<<<<

//! Store aggregate: both collections and the operations over them

use crate::api::BatchSummary;
use crate::detalhe::Detalhe;
use crate::tombamento::{Status, Tombamento};
use serde::{Deserialize, Serialize};
use std::collections::BTreeMap;

/// Whether an upsert replaced an existing record or appended a new one
#[derive(Debug, Clone, Copy, PartialEq, Eq)]
pub enum Upsert {
    Created,
    Updated,
}

/// Everything the service keeps. Serialized as-is to the data file.
#[derive(Debug, Clone, Default, PartialEq, Serialize, Deserialize)]
pub struct Store {
    #[serde(default)]
    pub tombamentos: Vec<Tombamento>,
    #[serde(default)]
    pub detalhes: Vec<Detalhe>,
}

impl Store {
    pub fn new() -> Self {
        Self::default()
    }

    pub fn tombamento(&self, code: &str) -> Option<&Tombamento> {
        self.tombamentos.iter().find(|t| t.code == code)
    }

    pub fn upsert_tombamento(&mut self, tombamento: Tombamento) -> Upsert {
        upsert_by_code(&mut self.tombamentos, tombamento, |t| &t.code)
    }

    /// Set the status of an existing record. Never inserts.
    pub fn update_status(&mut self, code: &str, status: Status) -> Option<&Tombamento> {
        let tombamento = self.tombamentos.iter_mut().find(|t| t.code == code)?;
        tombamento.status = status;
        Some(tombamento)
    }

    /// Remove every record with `code`. Returns whether anything was removed.
    pub fn remove_tombamento(&mut self, code: &str) -> bool {
        let before = self.tombamentos.len();
        self.tombamentos.retain(|t| t.code != code);
        self.tombamentos.len() < before
    }

    /// Drop the whole collection, returning how many records it held.
    pub fn clear_tombamentos(&mut self) -> usize {
        let count = self.tombamentos.len();
        self.tombamentos.clear();
        count
    }

    pub fn detalhe(&self, code: &str) -> Option<&Detalhe> {
        self.detalhes.iter().find(|d| d.code == code)
    }

    pub fn upsert_detalhe(&mut self, detalhe: Detalhe) -> Upsert {
        upsert_by_code(&mut self.detalhes, detalhe, |d| &d.code)
    }

    /// Upsert each entry in order. Repeated codes inside one batch count as
    /// updates after their first occurrence.
    pub fn upsert_detalhes(&mut self, batch: Vec<Detalhe>) -> BatchSummary {
        let mut summary = BatchSummary {
            count: batch.len(),
            ..Default::default()
        };

        for detalhe in batch {
            match self.upsert_detalhe(detalhe) {
                Upsert::Created => summary.created += 1,
                Upsert::Updated => summary.updated += 1,
            }
        }

        summary
    }

    /// Number of tombamentos per distinct status
    pub fn status_distribution(&self) -> BTreeMap<Status, usize> {
        let mut distribution = BTreeMap::new();
        for tombamento in &self.tombamentos {
            *distribution.entry(tombamento.status).or_insert(0) += 1;
        }
        distribution
    }
}

fn upsert_by_code<T>(items: &mut Vec<T>, item: T, code: impl Fn(&T) -> &str) -> Upsert {
    match items.iter().position(|existing| code(existing) == code(&item)) {
        Some(index) => {
            items[index] = item;
            Upsert::Updated
        }
        None => {
            items.push(item);
            Upsert::Created
        }
    }
}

>>>>

— Aim of the task —
The records above are to be output in full and without error.

— Problem solution —
//! Store aggregate: both collections and the operations over them

use crate::api::BatchSummary;
use crate::detalhe::Detalhe;
use crate::tombamento::{Status, Tombamento};
use serde::{Deserialize, Serialize};
use std::collections::BTreeMap;

/// Whether an upsert replaced an existing record or appended a new one
#[derive(Debug, Clone, Copy, PartialEq, Eq)]
pub enum Upsert {
    Created,
    Updated,
}

/// Everything the service keeps. Serialized as-is to the data file.
#[derive(Debug, Clone, Default, PartialEq, Serialize, Deserialize)]
pub struct Store {
    #[serde(default)]
    pub tombamentos: Vec<Tombamento>,
    #[serde(default)]
    pub detalhes: Vec<Detalhe>,
}

impl Store {
    pub fn new() -> Self {
        Self::default()
    }

    pub fn tombamento(&self, code: &str) -> Option<&Tombamento> {
        self.tombamentos.iter().find(|t| t.code == code)
    }

    pub fn upsert_tombamento(&mut self, tombamento: Tombamento) -> Upsert {
        upsert_by_code(&mut self.tombamentos, tombamento, |t| &t.code)
    }

    /// Set the status of an existing record. Never inserts.
    pub fn update_status(&mut self, code: &str, status: Status) -> Option<&Tombamento> {
        let tombamento = self.tombamentos.iter_mut().find(|t| t.code == code)?;
        tombamento.status = status;
        Some(tombamento)
    }

    /// Remove every record with `code`. Returns whether anything was removed.
    pub fn remove_tombamento(&mut self, code: &str) -> bool {
        let before = self.tombamentos.len();
        self.tombamentos.retain(|t| t.code != code);
        self.tombamentos.len() < before
    }

    /// Drop the whole collection, returning how many records it held.
    pub fn clear_tombamentos(&mut self) -> usize {
        let count = self.tombamentos.len();
        self.tombamentos.clear();
        count
    }

    pub fn detalhe(&self, code: &str) -> Option<&Detalhe> {
        self.detalhes.iter().find(|d| d.code == code)
    }

    pub fn upsert_detalhe(&mut self, detalhe: Detalhe) -> Upsert {
        upsert_by_code(&mut self.detalhes, detalhe, |d| &d.code)
    }

    /// Upsert each entry in order. Repeated codes inside one batch count as
    /// updates after their first occurrence.
    pub fn upsert_detalhes(&mut self, batch: Vec<Detalhe>) -> BatchSummary {
        let mut summary = BatchSummary {
            count: batch.len(),
            ..Default::default()
        };

        for detalhe in batch {
            match self.upsert_detalhe(detalhe) {
                Upsert::Created => summary.created += 1,
                Upsert::Updated => summary.updated += 1,
            }
        }

        summary
    }

    /// Number of tombamentos per distinct status
    pub fn status_distribution(&self) -> BTreeMap<Status, usize> {
        let mut distribution = BTreeMap::new();
        for tombamento in &self.tombamentos {
            *distribution.entry(tombamento.status).or_insert(0) += 1;
        }
        distribution
    }
}

fn upsert_by_code<T>(items: &mut Vec<T>, item: T, code: impl Fn(&T) -> &str) -> Upsert {
    match items.iter().position(|existing| code(existing) == code(&item)) {
        Some(index) => {
            items[index] = item;
            Upsert::Updated
        }
        None => {
            items.push(item);
            Upsert::Created
        }
    }
}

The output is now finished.